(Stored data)
++++++

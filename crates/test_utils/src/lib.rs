//! Test Utilities Crate
//!
//! Provides shared test infrastructure, fixtures, and helpers for the
//! weighing and trip settlement test suites.
//!
//! # Modules
//!
//! - `fixtures`: Pre-built test data for common values
//! - `builders`: Builders that drive aggregates into a wanted state
//! - `assertions`: Custom assertion helpers for domain types
//! - `generators`: Property-based test data generators

pub mod fixtures;
pub mod builders;
pub mod assertions;
pub mod generators;

pub use fixtures::*;
pub use builders::*;
pub use assertions::*;
pub use generators::*;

++++++

— Problem to solve —
Copy out all lines above that include the string "builders".

— The completed task —
//! - `builders`: Builders that drive aggregates into a wanted state
pub mod builders;
pub use builders::*;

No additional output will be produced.